A dated but still serviceable introductory article about teaching behavioral ethics can be accessed through Google Scholar by searching: Prentice, Robert A. 2004. “Teaching Ethics, Heuristics, and Biases.” Journal of Business Ethics Education 1 (1): 57-74.
Transcript of Narration
Written and Narrated by
Robert Prentice, J.D.
Business, Government & Society Department
McCombs School of Business
The University of Texas at Austin
“Being aware that an issue presents a moral dimension is step 1 in being your best self. Step 2 is Moral Decision Making—having the ability to decide which is the right course of action once we have spotted the ethical issue. Sometimes this can be very difficult, as multiple options may seem morally defensible (or, perhaps, no options seem morally acceptable). Sometimes people face difficult ethical choices, and it is hard to fault them too much for making a good faith choice that they think is right but turns out to be wrong. However, most white collar crimes–overbilling, insider trading, paying bribes, fudging earnings numbers, hiding income from the IRS, and most other activities that lead people to end up doing the perp walk on the front page of the business section–do not present intractable ethical conundrums. They are obviously wrong. The problem isn’t that we haven’t read enough Kant or John Stuart Mill.

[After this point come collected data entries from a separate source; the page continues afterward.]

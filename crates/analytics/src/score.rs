use crate::report::ScoreCard;
use configuration::ScoringConfig;
use rust_decimal::Decimal;

/// Inputs of the composite score, taken from an otherwise finished report.
#[derive(Debug, Clone, Copy)]
pub struct ScoreInputs {
    pub win_rate_pct: Decimal,
    pub profit_factor: Decimal,
    pub drawdown_utilization: Decimal,
    pub total_trades: usize,
}

/// Scores each axis on a 0-100 scale and applies the configured weights.
pub fn composite(config: &ScoringConfig, inputs: ScoreInputs) -> ScoreCard {
    let hundred = Decimal::ONE_HUNDRED;

    let win_rate = inputs.win_rate_pct.clamp(Decimal::ZERO, hundred);
    let profit_factor = scaled_axis(inputs.profit_factor, config.profit_factor_scale);
    let utilization = inputs.drawdown_utilization.clamp(Decimal::ZERO, Decimal::ONE);
    let risk_management = hundred - utilization * hundred;
    let consistency = scaled_axis(Decimal::from(inputs.total_trades), config.consistency_per_trade);
    let momentum = config.momentum.clamp(Decimal::ZERO, hundred);

    let w = &config.weights;
    let total_weight = w.total();
    let overall = if total_weight > Decimal::ZERO {
        (win_rate * w.win_rate
            + profit_factor * w.profit_factor
            + risk_management * w.risk_management
            + consistency * w.consistency
            + momentum * w.momentum)
            / total_weight
    } else {
        Decimal::ZERO
    };

    ScoreCard {
        win_rate,
        profit_factor,
        risk_management,
        consistency,
        momentum,
        overall,
    }
}

/// `value * scale` clamped to [0, 100]. A product too large for a Decimal saturates.
fn scaled_axis(value: Decimal, scale: Decimal) -> Decimal {
    let hundred = Decimal::ONE_HUNDRED;
    match value.checked_mul(scale) {
        Some(score) => score.clamp(Decimal::ZERO, hundred),
        None if value.is_sign_negative() != scale.is_sign_negative() => Decimal::ZERO,
        None => hundred,
    }
}

#[cfg(test)]
mod tests {
    use super::*;
    use configuration::ScoreWeights;
    use rust_decimal_macros::dec;

    fn inputs(win_rate_pct: Decimal, profit_factor: Decimal, utilization: Decimal, trades: usize) -> ScoreInputs {
        ScoreInputs {
            win_rate_pct,
            profit_factor,
            drawdown_utilization: utilization,
            total_trades: trades,
        }
    }

    #[test]
    fn default_axes() {
        let card = composite(&ScoringConfig::default(), inputs(dec!(50), dec!(2), dec!(0.25), 4));

        assert_eq!(card.win_rate, dec!(50));
        assert_eq!(card.profit_factor, dec!(60));
        assert_eq!(card.risk_management, dec!(75));
        assert_eq!(card.consistency, dec!(40));
        assert_eq!(card.momentum, dec!(80));
        // Equal weights: plain average of the five axes.
        assert_eq!(card.overall, dec!(61));
    }

    #[test]
    fn axes_saturate_at_one_hundred() {
        let card = composite(&ScoringConfig::default(), inputs(dec!(100), dec!(9), Decimal::ZERO, 25));

        assert_eq!(card.profit_factor, dec!(100));
        assert_eq!(card.consistency, dec!(100));
        assert_eq!(card.risk_management, dec!(100));
    }

    #[test]
    fn huge_profit_factor_saturates_axis() {
        let card = composite(&ScoringConfig::default(), inputs(dec!(50), Decimal::MAX, dec!(0.5), 2));

        assert_eq!(card.profit_factor, dec!(100));
        assert_eq!(card.overall, dec!(60));
    }

    #[test]
    fn full_drawdown_zeroes_risk_axis() {
        let card = composite(&ScoringConfig::default(), inputs(Decimal::ZERO, Decimal::ZERO, Decimal::ONE, 0));
        assert_eq!(card.risk_management, Decimal::ZERO);
    }

    #[test]
    fn weights_are_normalised() {
        let config = ScoringConfig {
            weights: ScoreWeights {
                win_rate: dec!(3),
                profit_factor: Decimal::ZERO,
                risk_management: dec!(1),
                consistency: Decimal::ZERO,
                momentum: Decimal::ZERO,
            },
            ..ScoringConfig::default()
        };
        let card = composite(&config, inputs(dec!(40), dec!(1), dec!(0.2), 3));

        // (40 * 3 + 80 * 1) / 4
        assert_eq!(card.overall, dec!(50));
    }

    #[test]
    fn zero_weights_give_zero_overall() {
        let config = ScoringConfig {
            weights: ScoreWeights {
                win_rate: Decimal::ZERO,
                profit_factor: Decimal::ZERO,
                risk_management: Decimal::ZERO,
                consistency: Decimal::ZERO,
                momentum: Decimal::ZERO,
            },
            ..ScoringConfig::default()
        };
        let card = composite(&config, inputs(dec!(70), dec!(2), Decimal::ZERO, 8));
        assert_eq!(card.overall, Decimal::ZERO);
    }
}
use crate::calendar::DailyPnl;
use chrono::NaiveDate;
use core_types::AccountConfig;
use rust_decimal::Decimal;
use serde::{Deserialize, Serialize};

/// Everything the dashboard shows for one user, derived from their ledger.
///
/// This struct is the output of the `AnalyticsEngine` and the data transfer
/// object handed to every renderer (CLI tables, JSON API). It is recomputed on
/// every request and never persisted.
#[derive(Debug, Clone, PartialEq, Serialize, Deserialize)]
pub struct MetricsResult {
    // I. Trade counts
    pub total_trades: usize,
    pub winning_trades: usize,
    pub losing_trades: usize,
    pub breakeven_trades: usize,

    // II. Profitability
    pub net_pnl: Decimal,
    pub gross_profit: Decimal,
    pub gross_loss: Decimal, // magnitude, never negative
    pub current_balance: Decimal,
    pub win_rate_pct: Decimal,
    pub profit_factor: Decimal, // 0 when there are no losing trades
    pub average_win: Decimal,
    pub average_loss: Decimal, // magnitude, 0 when there are no losing trades

    // III. Equity and drawdown
    pub equity_curve: Vec<EquityPoint>,
    pub current_drawdown: Decimal,
    pub max_drawdown: Decimal,
    pub drawdown_utilization: Decimal,
    pub drawdown_status: DrawdownStatus,

    // IV. Objectives
    pub goal: GoalProgress,
    pub levels: RiskLevels,
    pub kpis: KpiStatus,

    // V. Presentation aggregates
    pub score: ScoreCard,
    pub daily_pnl: Vec<DailyPnl>,
}

/// Account state right after one trade, in date order.
#[derive(Debug, Clone, PartialEq, Serialize, Deserialize)]
pub struct EquityPoint {
    pub date: NaiveDate,
    pub pnl: Decimal,
    pub equity: Decimal,
    /// Highest equity seen so far, starting balance included.
    pub peak: Decimal,
}

impl EquityPoint {
    pub fn drawdown(&self) -> Decimal {
        self.peak - self.equity
    }
}

#[derive(Debug, Clone, Copy, PartialEq, Eq, Default, Serialize, Deserialize)]
#[serde(rename_all = "snake_case")]
pub enum DrawdownStatus {
    #[default]
    Healthy,
    /// Drawdown has used up the configured warning share of the limit.
    Warning,
    /// Drawdown has reached the limit.
    Breached,
}

#[derive(Debug, Clone, PartialEq, Default, Serialize, Deserialize)]
pub struct GoalProgress {
    pub goal_balance: Decimal,
    pub profit_target: Decimal,
    /// Share of the profit target achieved, in [0, 1].
    pub progress: Decimal,
    pub remaining: Decimal,
}

/// Horizontal guide lines drawn on the equity chart.
#[derive(Debug, Clone, PartialEq, Default, Serialize, Deserialize)]
pub struct RiskLevels {
    pub liquidation_threshold: Decimal,
    pub goal_balance: Decimal,
}

#[derive(Debug, Clone, Copy, PartialEq, Eq, Default, Serialize, Deserialize)]
pub struct KpiStatus {
    pub win_rate_on_target: bool,
    pub profit_factor_on_target: bool,
}

/// The five radar axes, each in [0, 100], and their weighted combination.
#[derive(Debug, Clone, PartialEq, Default, Serialize, Deserialize)]
pub struct ScoreCard {
    pub win_rate: Decimal,
    pub profit_factor: Decimal,
    pub risk_management: Decimal,
    pub consistency: Decimal,
    pub momentum: Decimal,
    pub overall: Decimal,
}

impl ScoreCard {
    /// Axis labels paired with their values, in radar order.
    pub fn axes(&self) -> [(&'static str, Decimal); 5] {
        [
            ("Win Rate", self.win_rate),
            ("Profit Factor", self.profit_factor),
            ("Risk Mgmt", self.risk_management),
            ("Consistency", self.consistency),
            ("Momentum", self.momentum),
        ]
    }
}

impl MetricsResult {
    /// Creates a zeroed-out result for `account`, as if no trade had been logged.
    pub fn new(account: &AccountConfig) -> Self {
        Self {
            total_trades: 0,
            winning_trades: 0,
            losing_trades: 0,
            breakeven_trades: 0,
            net_pnl: Decimal::ZERO,
            gross_profit: Decimal::ZERO,
            gross_loss: Decimal::ZERO,
            current_balance: account.starting_balance,
            win_rate_pct: Decimal::ZERO,
            profit_factor: Decimal::ZERO,
            average_win: Decimal::ZERO,
            average_loss: Decimal::ZERO,
            equity_curve: Vec::new(),
            current_drawdown: Decimal::ZERO,
            max_drawdown: Decimal::ZERO,
            drawdown_utilization: Decimal::ZERO,
            drawdown_status: DrawdownStatus::Healthy,
            goal: GoalProgress {
                goal_balance: account.goal_balance,
                ..GoalProgress::default()
            },
            levels: RiskLevels {
                liquidation_threshold: account.liquidation_threshold(),
                goal_balance: account.goal_balance,
            },
            kpis: KpiStatus::default(),
            score: ScoreCard::default(),
            daily_pnl: Vec::new(),
        }
    }

    /// Running balance after each trade, parallel to the date-ordered ledger.
    pub fn equity_series(&self) -> Vec<Decimal> {
        self.equity_curve.iter().map(|p| p.equity).collect()
    }

    /// Running maximum of the equity series.
    pub fn peak_series(&self) -> Vec<Decimal> {
        self.equity_curve.iter().map(|p| p.peak).collect()
    }
}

More commonly, the problem is that we are unaware of psychological, organizational, and social influences that can cause us to make less than optimal ethical choices. Our ethical decision making is often automatic and instinctive. It involved emotions, not reasoning. When we think that we are reasoning to an ethical conclusion, the evidence shows that we typically are simply rationalizing a decision already made by the emotional parts of our brains.
Our brains’ intuitive system often gets it right, but not universally. So, we should never ignore our gut feelings when they tell us that we are about to do something wrong. But, our intuition does not always choose the ethical path. An important reason that the intuitive/emotional part of our brain errs is the self-serving bias, which often leads us to unconsciously make choices that seem unjustifiable to objective third parties observers.
As a simple example, a U.S. News & World Report survey asked some people: “If someone sues you and you win the case, should he pay your legal expenses?” Eighty-five percent of the respondents thought this would be fair. The magazine asked others: “If you sue someone and lose the case, should you pay his costs?” Now, only 44% of respondents agreed, illustrating how our sense of fairness is easily influenced by self-interest. If we are not careful, we will not even notice how the self-serving bias influences our ethical decisions. Authors Bronson and Merryman report that “[i]f you’re a Red Sox fan, watching a Sox game, you’re using a different region of the brain to judge if a runner is safe than you would if you were watching a game between two teams you didn’t care about.” How can we combat the self-serving bias?
There is some experimental evidence that if we know about the self-serving bias, we can arm ourselves against it and minimize its effects. We must focus not just on being objective, but on doing what it takes to ensure that others see us as objective. We will naturally judge our own decisions with a sympathetic eye, but we know that others will not necessarily do so. So if we do what it takes to cause objective third parties to trust our judgments, we should go a long way toward overcoming the impact of the self-serving bias.
We should also pay especially close attention to our profession’s code of conduct and our employer’s code of ethics, because such standards are normally aimed primarily at minimizing conflicts of interest and their unconscious impact on our decision making. The self-serving bias is far from the only psychological or organizational factor that can cause us to make the wrong ethical choice, but it is certainly a big one!”